Home > Star Bright(24)

Star Bright(24)
Author: Staci Hart

I looked around the room at their version of normal, considering my original angle to this article—a puff piece about disparaging socialites and the vanity of youth, but I’d realized it was more than what it seemed, as most things were. There was a sense of family about them, the root of Stella’s betrayal. And I felt that tingling, that sense of belonging, even though I was the traitor who’d betrayed them.

I shrugged the thought away. “What the fuck is normal anyway?”

She offered a small laugh. “If you figure it out, let me know.”

“Deal.”

We listened to Atticus play for a minute, and I marveled at his skill in ashing his smoke without interrupting the song.

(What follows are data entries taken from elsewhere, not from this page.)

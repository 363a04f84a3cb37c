use axum::{extract::State, http::HeaderMap, Json};
use serde_json::{json, Value};

use crate::{
    log,
    pages::AppState,
    response::Response,
    ResponseResult,
};

use super::get_user;

#[derive(serde::Deserialize)]
struct LoginID {
    email: String,
    password: String,
}

pub async fn user_login(State(state): State<AppState>, Json(value): Json<Value>) -> ResponseResult {
    let login: LoginID = serde_json::from_value(value)?;
    let user = state.db.users.find(|u| u.same_email(&login.email)).await;
    let Some(user) = user else {
        tracing::warn!("登录失败，{} 用户不存在", login.email);
        return Err(Response::not_exist(format!("{} 用户不存在", login.email)));
    };
    if user.password != login.password {
        tracing::warn!("{} 登录失败，密码错误", login.email);
        return Err(Response::wrong_password());
    }
    if !user.active {
        tracing::warn!("{} 登录失败，账号已停用", login.email);
        return Err(Response::inactive());
    }
    let token = state.tokens.generate(&user.id)?;
    log!("{}({}) 登录成功", user.name, user.role.as_str());
    Ok(Response::ok(json!({ "token": token, "info": user.info() })))
}

pub async fn session(State(state): State<AppState>, headers: HeaderMap) -> ResponseResult {
    let user = get_user(&state, &headers).await?;
    Ok(Response::ok(json!(user.info())))
}

pub async fn user_logout(State(state): State<AppState>, headers: HeaderMap) -> ResponseResult {
    let user = get_user(&state, &headers).await?;
    state.db.revoke_tokens(&user.id).await?;
    log!("{}({}) 已登出", user.name, user.id);
    Ok(Response::empty())
}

“What about you?” she asked. “You fit in just as well as anyone—you’re an artist, same as Atticus and half the people here.”

“I dunno—I don’t really think of it as art. Just another medium for transferring a feeling. A moment. To share that moment with someone else.”

“How is that not art?”

“Art implies intent. It suggests some preparation or a message. A plan. But I never have a plan. I just shoot what I see and hope whoever sees it understands what I felt when I took it.”

“Will you show me?”

“You want to see?”

“I want to know if I understand what you felt. I want to feel it too,” she said simply.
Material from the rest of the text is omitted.